米国株が続落、為替も円高を嫌気して「鯨幕相場」も終わり軟調

 米国市場が軟調、為替も円高ということで売りが先行となりました。外国人売買動向(市場筋推計、外資系10社ベース)が売り越しと伝えられたことも売り急がせる要因となり、寄り付きの売りが一巡した後も戻りの鈍さを嫌気した売りに押されて、一気に日経平均は10200円を割り込む場面もありました。ただ、さすがに10200円を割り込んだところでは下値を売り叩くというよりは目先筋の買戻しもあり、為替が落ち着くと戻り歩調となりました。

 昼の間に中国市場が大幅高となったことなどを手掛かりに後場の寄り付きは買い先行となりました。前場の高値水準を抜けて寄り付き、買戻しを急ぐ動きから堅調となる場面もありました。ただ、そうした買いが入っても長続きせず、上値の重さを確認する前に先物にまとまった売りが出ると一斉に見切り売りが出て前場の引け値水準まで下落するという状況でした。結局その後は盛り上がりに欠ける中で小動きとなり、最後は買戻しもあったのですが、戻り切らず軟調となりました。

 小型銘柄も軟調なものが目立ちましたが売り急ぐようなこともなく下げ幅も限定的となりました。東証マザーズ指数、二部株指数、日経ジャスダック平均と揃って軟調となりました。先物は相変わらず仕掛け的なまとまった売り買いは散見されますが、今日は追随する動きも少なく方向感が出る場面はほとんどありませんでした。買い手掛かりがないなかで下値の節目まで下落したことで、積極的な売りも買いも手控えられたものと思います。

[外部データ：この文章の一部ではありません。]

//! `polyfact history` — print the messages of a chat.

use chrono::DateTime;
use polyfact_client::{Chat, ChatOptions};
use polyfact_core::ChatMessage;

use super::{CommandResult, load_config, signed_in_client};

/// `[2024-01-01 09:30] Human: hello`, keeping unparsable timestamps as sent.
pub fn format_message(message: &ChatMessage) -> String {
    let when = DateTime::parse_from_rfc3339(&message.created_at)
        .map(|t| t.format("%Y-%m-%d %H:%M").to_string())
        .unwrap_or_else(|_| message.created_at.clone());
    format!("[{when}] {}: {}", message.author(), message.content)
}

pub async fn run(chat_id: &str) -> CommandResult {
    let config = load_config()?;
    let client = signed_in_client(&config).await?;
    let chat = Chat::resume(&client, chat_id, ChatOptions::default()).await?;

    let messages = chat.get_messages().await?;
    if messages.is_empty() {
        println!("No messages in chat {chat_id}.");
    }
    for message in &messages {
        println!("{}", format_message(message));
    }
    Ok(())
}
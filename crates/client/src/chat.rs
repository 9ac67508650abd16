//! Chats: server-side conversations that generations are attached to.
//!
//! A [`Chat`] owns the chat id and decides which memory each message is
//! generated against:
//! 1. the memory filled by [`Chat::data_loader`],
//! 2. a `memory_id` passed with the message,
//! 3. the chat's auto-memory, if enabled and no memory was passed.
//!
//! With auto-memory on, every completed exchange is written back to the
//! auto-memory as `Human: …` / `AI: …`.

use polyfact_core::stream::DEFAULT_STREAM_BUFFER;
use polyfact_core::{
    ChatMessage, GenerationOptions, GenerationResult, GenerationStream, Provider, Result,
};
use reqwest::Method;
use serde::{Deserialize, Serialize};
use tracing::{debug, error, warn};
use uuid::Uuid;

use crate::client::PolyfactClient;
use crate::loader::{DataSource, LoadProgress, load_into_memory};
use crate::memory::Memory;

/// Chat-wide settings. Per-message options override the generation fields.
#[derive(Debug, Clone, Default)]
pub struct ChatOptions {
    /// Record every exchange into a dedicated memory and use it as context.
    pub auto_memory: bool,
    pub system_prompt: Option<String>,
    /// A stored system prompt; wins over `system_prompt`.
    pub system_prompt_id: Option<Uuid>,
    pub provider: Provider,
    pub model: Option<String>,
    pub temperature: Option<f32>,
    pub stop: Vec<String>,
}

impl ChatOptions {
    pub fn with_auto_memory(mut self, enabled: bool) -> Self {
        self.auto_memory = enabled;
        self
    }

    pub fn with_system_prompt(mut self, prompt: impl Into<String>) -> Self {
        self.system_prompt = Some(prompt.into());
        self
    }

    pub fn with_system_prompt_id(mut self, id: Uuid) -> Self {
        self.system_prompt_id = Some(id);
        self
    }

    pub fn with_provider(mut self, provider: Provider) -> Self {
        self.provider = provider;
        self
    }

    pub fn with_model(mut self, model: impl Into<String>) -> Self {
        self.model = Some(model.into());
        self
    }
}

#[derive(Debug, Default, Serialize)]
struct CreateChatBody<'a> {
    #[serde(skip_serializing_if = "Option::is_none")]
    system_prompt_id: Option<Uuid>,
    #[serde(skip_serializing_if = "Option::is_none")]
    system_prompt: Option<&'a str>,
}

impl<'a> CreateChatBody<'a> {
    fn new(system_prompt: Option<&'a str>, system_prompt_id: Option<Uuid>) -> Self {
        match system_prompt_id {
            Some(id) => Self {
                system_prompt_id: Some(id),
                system_prompt: None,
            },
            None => Self {
                system_prompt_id: None,
                system_prompt: system_prompt.filter(|p| !p.is_empty()),
            },
        }
    }
}

#[derive(Debug, Deserialize)]
struct CreatedChat {
    id: String,
}

/// Create a server-side chat and return its id.
pub async fn create_chat(
    client: &PolyfactClient,
    system_prompt: Option<&str>,
    system_prompt_id: Option<Uuid>,
) -> Result<String> {
    let body = CreateChatBody::new(system_prompt, system_prompt_id);
    let request = client.request(Method::POST, "/chats")?.json(&body);
    let created: CreatedChat = client.execute_json(request).await?;
    debug!(chat_id = %created.id, "Chat created");
    Ok(created.id)
}

/// A conversation with the generation service.
#[derive(Debug)]
pub struct Chat {
    client: PolyfactClient,
    id: String,
    options: ChatOptions,
    auto_memory: Option<Memory>,
    memory_id: Option<String>,
}

impl Chat {
    /// Create a new server-side chat (and its auto-memory, if enabled).
    pub async fn new(client: &PolyfactClient, options: ChatOptions) -> Result<Self> {
        let id = create_chat(
            client,
            options.system_prompt.as_deref(),
            options.system_prompt_id,
        )
        .await?;
        Self::resume(client, id, options).await
    }

    /// Continue an existing chat by id.
    pub async fn resume(
        client: &PolyfactClient,
        id: impl Into<String>,
        options: ChatOptions,
    ) -> Result<Self> {
        let auto_memory = if options.auto_memory {
            Some(Memory::create(client).await?)
        } else {
            None
        };

        Ok(Self {
            client: client.clone(),
            id: id.into(),
            options,
            auto_memory,
            memory_id: None,
        })
    }

    pub fn id(&self) -> &str {
        &self.id
    }

    /// Id of the memory filled by [`Chat::data_loader`], if any.
    pub fn memory_id(&self) -> Option<&str> {
        self.memory_id.as_deref()
    }

    pub fn auto_memory(&self) -> Option<&Memory> {
        self.auto_memory.as_ref()
    }

    /// Merge per-message options with the chat's settings.
    fn generation_options(&self, mut options: GenerationOptions) -> GenerationOptions {
        if options.provider.is_none() {
            options.provider = Some(self.options.provider);
        }
        if options.model.is_none() {
            options.model = self.options.model.clone();
        }
        if options.temperature.is_none() {
            options.temperature = self.options.temperature;
        }
        if options.stop.is_empty() {
            options.stop = self.options.stop.clone();
        }
        if self.options.system_prompt_id.is_some() {
            options.system_prompt_id = self.options.system_prompt_id;
        }
        if let Some(loaded) = &self.memory_id {
            options.memory_id = Some(loaded.clone());
        } else if options.memory_id.is_none() {
            options.memory_id = self.auto_memory.as_ref().map(|m| m.id().to_string());
        }

        options.chat_id = Some(self.id.clone());
        options.web = false;
        options.infos = true;
        options
    }

    /// Send a message and return the reply text.
    pub async fn send_message(&self, message: &str, options: GenerationOptions) -> Result<String> {
        Ok(self.send_message_with_usage(message, options).await?.result)
    }

    /// Send a message and return the reply together with token usage.
    pub async fn send_message_with_usage(
        &self,
        message: &str,
        options: GenerationOptions,
    ) -> Result<GenerationResult> {
        let options = self.generation_options(options);
        let result = self.client.generate(message, &options).await?;

        if let Some(memory) = &self.auto_memory {
            remember_exchange(memory, message, &result.result).await;
        }

        Ok(result)
    }

    /// Send a message and receive the reply as it is generated.
    ///
    /// With auto-memory, the exchange is recorded once the stream has been
    /// consumed to its end; a stopped stream is not recorded.
    pub async fn send_message_stream(
        &self,
        message: &str,
        options: GenerationOptions,
    ) -> Result<GenerationStream> {
        let options = self.generation_options(options);
        let mut upstream = self.client.generate_stream(message, &options).await?;

        let Some(memory) = self.auto_memory.clone() else {
            return Ok(upstream);
        };

        let (tx, stream) = GenerationStream::channel(DEFAULT_STREAM_BUFFER);
        let message = message.to_string();

        tokio::spawn(async move {
            let mut answer = String::new();
            while let Some(chunk) = upstream.next_chunk().await {
                match chunk {
                    Ok(text) => {
                        answer.push_str(&text);
                        if !tx.send(text).await {
                            upstream.stop();
                            return;
                        }
                    }
                    Err(e) => {
                        tx.fail(e).await;
                        return;
                    }
                }
            }
            if tx.is_stopped() {
                debug!("Stopped stream not recorded in auto-memory");
                return;
            }
            // End the caller's stream before the memory round-trips.
            drop(tx);
            remember_exchange(&memory, &message, &answer).await;
        });

        Ok(stream)
    }

    /// The chat history, oldest first. Entries without the message shape
    /// are skipped.
    pub async fn get_messages(&self) -> Result<Vec<ChatMessage>> {
        let path = format!("/chat/{}/history", self.id);
        let request = self.client.request(Method::GET, &path)?;
        let values: Vec<serde_json::Value> = self.client.execute_json(request).await?;
        let total = values.len();
        let messages = ChatMessage::filter_valid(values);
        if messages.len() < total {
            debug!(
                chat_id = %self.id,
                dropped = total - messages.len(),
                "Skipped malformed history entries"
            );
        }
        Ok(messages)
    }

    /// Load `sources` into a new memory and use it for later messages.
    ///
    /// Failures are reported through `on_progress` as
    /// [`LoadProgress::LoadError`] and logged; they are not returned.
    pub async fn data_loader(
        &mut self,
        sources: &[DataSource],
        mut on_progress: impl FnMut(LoadProgress),
    ) {
        on_progress(LoadProgress::StartLoading);
        match load_into_memory(&self.client, sources).await {
            Ok(memory) => {
                on_progress(LoadProgress::GetMemoryId);
                self.memory_id = Some(memory.id().to_string());
                on_progress(LoadProgress::FullyLoaded);
            }
            Err(e) => {
                on_progress(LoadProgress::LoadError);
                error!(chat_id = %self.id, "Error loading data into memory: {e}");
            }
        }
    }
}

async fn remember_exchange(memory: &Memory, message: &str, answer: &str) {
    for entry in [format!("Human: {message}"), format!("AI: {answer}")] {
        if let Err(e) = memory.add(&entry).await {
            warn!(memory_id = %memory.id(), "Failed to record exchange in auto-memory: {e}");
            return;
        }
    }
}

 相変わらず市場参加者に広がりがなく、目先筋の売買が中心で盛り上がりに欠ける相場展開となっています。材料株も最後まで買いが続かず、材料含みの銘柄を手掛けては見るものの値動きが悪いので早めに見切る動きのようです。インフルエンザや新政権など材料は豊富な気もするのですが、市場参加者が少なく目先の値動きばかりを追う向きがおおいので、「普通の」材料では盛り上がらないということなのかもしれません。明日も10100円台半ばを割り込まなければ戻りを試す動きとなって来るのではないかと思います。

テクニカル分析

日経平均

NYダウ

 下値の節目で「寄り引け同事線」となり、底値を確認するパターンとも考えられます。遅行線もかろうじて日々線にサポートされており、明日寄り付きから高く、できれば10400円水準を上回って始まると底入れとなるものと思われます。ただ、RSIやストキャスティックスが下げ足りないことから、軟調な展開、10100円を割り込むような展開が続けば遅行線が日々線を割り込んで調整が長くなりそうで、下値目処は9800円程度となる可能性が高くなります。明日、しっかりと反発してくるかどうか正念場というところです。

TOPIX

NYダウ

 下値目処ぎりぎりのところで下げ止まりました。遅行線も日々線を意識して下げ止まっているのですが、明日反発とならないと遅行線が日々線を割り込むことになり調整が長引きそうです。RSIもストキャスティックスも下げ足りないことから反発となっても戻りも鈍くなりそうです。明日、しっかりと反発してこないと930ptあたり、雲の水準まで下落して下値を確認することになりそうです。

円相場

NYダウ

 7月安値(1ドル=92円前後)を窺う展開となっています。RSIやストキャスティックスは底値圏にあり反発となってもいいところですが、7月も何度か下値を試したように、今回も何度か下値を試し、底堅さが確認されてから反発となって来るものと思います。

銘柄ピックアップ

好材料に素直に反応する動きもあり底堅い

ABC マート(2670) 2685 △100

 昨日の引け後に発表した8月の全店売上高が前年同月比12.8%増となり、引き続き堅調な業績となっていることから好感する買いが入り大幅高となりました。

アース製薬(4985) 2900 △250

 大幅高となり、1月27日以来約7カ月ぶりに年初来高値更新となりました。ウイルスなどの侵入を防ぐ効果が高い高級マスクを自社ブランドで販売すると新聞で報じられたことを好感して買いが入りました。

ディスコ(6146) 5810 △160

 国内証券がフラッシュメモリー用上は薄化装置、発光ダイオード(LED)用レーザー切断装置の受注回復が従来予想を大きく上回るとして投資は段を引き上げたことから買われ、年初来高値更新、大幅高となりました。

新日科学(2395) 908 △100

 偏頭痛薬の経鼻投与剤開発を発表した。インフルエンザワクチンへの利用が取りざたされて買われ、その後調整となっていただけに買い直されて大幅高となりました。

川崎船(9107) 391 ▼7

 主力のコンテナ船は世界的に供給過剰が続き、収益の回復は容易でないとして国内大手証券が投資判断と目標株価を引き下げたことが嫌気されて売りがかさみ軟調となりました。

大日住薬(4506) 1025 △12

 米製薬会社を買収、米国市場に進出すると新聞で報じられたことから、収益拡大を期待する買いが入り買い気配で始まり、一時大幅高となりました。少子化で国内市場の成長が期待出来ないなか、海外市場に成長性を求める動きを評価したものと思います。